DIRECTIONS FOR THIS TASK: Which lines of the data below contain "struct"? Please show them all.

--- EXTRACTED DATA Enclosed Below ---

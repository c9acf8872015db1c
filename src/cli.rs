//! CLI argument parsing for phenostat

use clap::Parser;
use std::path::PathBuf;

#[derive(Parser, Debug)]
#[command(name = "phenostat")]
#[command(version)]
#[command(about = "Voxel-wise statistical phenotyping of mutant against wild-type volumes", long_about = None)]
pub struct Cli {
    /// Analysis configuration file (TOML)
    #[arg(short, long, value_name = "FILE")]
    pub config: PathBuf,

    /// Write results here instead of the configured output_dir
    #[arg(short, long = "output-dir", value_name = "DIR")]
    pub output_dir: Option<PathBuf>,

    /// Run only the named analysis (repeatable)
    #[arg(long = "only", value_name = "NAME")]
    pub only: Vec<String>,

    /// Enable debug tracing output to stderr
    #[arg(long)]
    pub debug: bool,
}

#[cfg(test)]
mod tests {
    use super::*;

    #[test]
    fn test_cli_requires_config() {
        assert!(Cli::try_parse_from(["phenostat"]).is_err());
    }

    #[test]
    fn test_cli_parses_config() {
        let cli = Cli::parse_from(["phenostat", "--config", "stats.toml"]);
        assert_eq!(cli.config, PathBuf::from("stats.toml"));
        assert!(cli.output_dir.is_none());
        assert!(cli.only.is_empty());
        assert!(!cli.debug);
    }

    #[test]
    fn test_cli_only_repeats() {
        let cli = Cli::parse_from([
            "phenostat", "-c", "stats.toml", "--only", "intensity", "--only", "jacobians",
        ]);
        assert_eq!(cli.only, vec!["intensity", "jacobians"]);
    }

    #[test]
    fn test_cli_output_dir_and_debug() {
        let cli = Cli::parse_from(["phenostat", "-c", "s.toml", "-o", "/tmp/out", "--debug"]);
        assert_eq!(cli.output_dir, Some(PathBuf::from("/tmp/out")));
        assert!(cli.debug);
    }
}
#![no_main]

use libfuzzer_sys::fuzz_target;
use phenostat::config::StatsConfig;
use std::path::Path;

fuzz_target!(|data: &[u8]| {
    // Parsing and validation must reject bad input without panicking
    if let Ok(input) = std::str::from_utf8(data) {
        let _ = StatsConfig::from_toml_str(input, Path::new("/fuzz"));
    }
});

--- End of Enclosed EXTRACTED DATA ---
--- EXTRACTED DATA Enclosed Below ---

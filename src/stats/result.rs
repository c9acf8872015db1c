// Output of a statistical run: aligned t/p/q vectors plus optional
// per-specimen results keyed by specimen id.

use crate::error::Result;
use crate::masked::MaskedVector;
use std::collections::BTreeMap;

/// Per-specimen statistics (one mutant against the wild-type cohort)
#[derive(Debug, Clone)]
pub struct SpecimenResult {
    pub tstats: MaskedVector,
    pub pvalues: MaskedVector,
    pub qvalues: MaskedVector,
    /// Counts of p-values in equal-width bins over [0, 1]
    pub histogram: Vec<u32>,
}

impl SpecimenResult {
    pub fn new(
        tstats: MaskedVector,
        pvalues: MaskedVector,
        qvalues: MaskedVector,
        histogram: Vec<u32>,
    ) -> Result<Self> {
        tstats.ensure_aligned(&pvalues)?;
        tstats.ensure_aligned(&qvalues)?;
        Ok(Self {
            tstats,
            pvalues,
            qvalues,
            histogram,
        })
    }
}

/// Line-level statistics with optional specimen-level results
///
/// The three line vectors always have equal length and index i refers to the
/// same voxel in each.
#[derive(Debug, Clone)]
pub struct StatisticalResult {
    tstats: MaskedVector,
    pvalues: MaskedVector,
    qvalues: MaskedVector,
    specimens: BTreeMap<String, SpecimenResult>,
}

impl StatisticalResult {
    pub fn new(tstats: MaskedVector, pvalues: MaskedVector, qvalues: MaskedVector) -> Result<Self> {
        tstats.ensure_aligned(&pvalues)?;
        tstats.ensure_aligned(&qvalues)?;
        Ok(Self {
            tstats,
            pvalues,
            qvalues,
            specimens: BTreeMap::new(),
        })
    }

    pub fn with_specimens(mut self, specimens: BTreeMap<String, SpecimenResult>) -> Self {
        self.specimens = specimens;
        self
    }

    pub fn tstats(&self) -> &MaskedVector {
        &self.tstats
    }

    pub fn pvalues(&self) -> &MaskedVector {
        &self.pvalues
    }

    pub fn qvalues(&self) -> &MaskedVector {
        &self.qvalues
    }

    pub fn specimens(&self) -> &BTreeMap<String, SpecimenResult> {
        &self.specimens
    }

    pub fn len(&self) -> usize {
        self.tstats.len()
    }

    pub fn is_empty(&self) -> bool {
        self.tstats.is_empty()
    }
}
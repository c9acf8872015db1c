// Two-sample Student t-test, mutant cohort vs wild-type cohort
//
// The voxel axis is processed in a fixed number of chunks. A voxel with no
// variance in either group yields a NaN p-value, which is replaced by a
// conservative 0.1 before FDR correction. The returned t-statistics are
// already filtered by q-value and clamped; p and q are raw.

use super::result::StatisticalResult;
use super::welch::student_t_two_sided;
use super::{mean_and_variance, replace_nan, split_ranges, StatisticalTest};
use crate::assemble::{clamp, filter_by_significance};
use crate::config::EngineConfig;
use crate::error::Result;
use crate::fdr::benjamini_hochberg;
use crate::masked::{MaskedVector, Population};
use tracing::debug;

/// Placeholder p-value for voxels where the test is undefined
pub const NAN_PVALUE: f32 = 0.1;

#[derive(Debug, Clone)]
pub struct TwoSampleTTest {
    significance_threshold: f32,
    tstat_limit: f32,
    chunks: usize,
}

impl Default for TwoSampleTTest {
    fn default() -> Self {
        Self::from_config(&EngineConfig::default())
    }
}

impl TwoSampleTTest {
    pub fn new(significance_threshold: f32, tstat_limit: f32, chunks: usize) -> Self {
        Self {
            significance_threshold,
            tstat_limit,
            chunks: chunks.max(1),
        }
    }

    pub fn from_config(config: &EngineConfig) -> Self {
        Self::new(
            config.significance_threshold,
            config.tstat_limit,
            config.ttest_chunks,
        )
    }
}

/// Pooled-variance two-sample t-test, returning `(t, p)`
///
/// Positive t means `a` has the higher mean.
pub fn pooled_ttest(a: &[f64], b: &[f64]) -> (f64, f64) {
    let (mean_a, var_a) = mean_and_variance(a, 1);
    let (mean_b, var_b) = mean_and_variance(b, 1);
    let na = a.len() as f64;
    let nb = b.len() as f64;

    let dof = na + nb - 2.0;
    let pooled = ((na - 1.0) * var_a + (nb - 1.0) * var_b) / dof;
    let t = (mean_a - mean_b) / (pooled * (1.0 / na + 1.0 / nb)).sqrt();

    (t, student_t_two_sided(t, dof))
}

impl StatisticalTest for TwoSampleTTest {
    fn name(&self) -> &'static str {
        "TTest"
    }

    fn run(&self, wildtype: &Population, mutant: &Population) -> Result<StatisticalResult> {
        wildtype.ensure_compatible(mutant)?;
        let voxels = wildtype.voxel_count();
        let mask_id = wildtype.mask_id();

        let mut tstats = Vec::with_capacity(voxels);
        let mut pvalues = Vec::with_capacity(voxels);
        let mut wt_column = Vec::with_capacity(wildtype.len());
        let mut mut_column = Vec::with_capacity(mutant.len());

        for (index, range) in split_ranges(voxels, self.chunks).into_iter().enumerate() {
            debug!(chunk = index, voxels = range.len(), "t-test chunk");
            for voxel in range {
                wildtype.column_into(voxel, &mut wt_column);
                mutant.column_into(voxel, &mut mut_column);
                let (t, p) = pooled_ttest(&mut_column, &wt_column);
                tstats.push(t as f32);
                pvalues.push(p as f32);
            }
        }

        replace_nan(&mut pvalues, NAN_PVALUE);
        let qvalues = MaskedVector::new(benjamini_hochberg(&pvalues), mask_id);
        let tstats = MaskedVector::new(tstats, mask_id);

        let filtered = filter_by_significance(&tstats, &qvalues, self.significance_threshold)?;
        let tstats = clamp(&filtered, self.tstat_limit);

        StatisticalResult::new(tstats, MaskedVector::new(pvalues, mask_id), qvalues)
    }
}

--- End of Enclosed EXTRACTED DATA ---

EXERCISE RESPONSE:
pub struct Cli {
pub struct SpecimenResult {
pub struct StatisticalResult {
pub struct TwoSampleTTest {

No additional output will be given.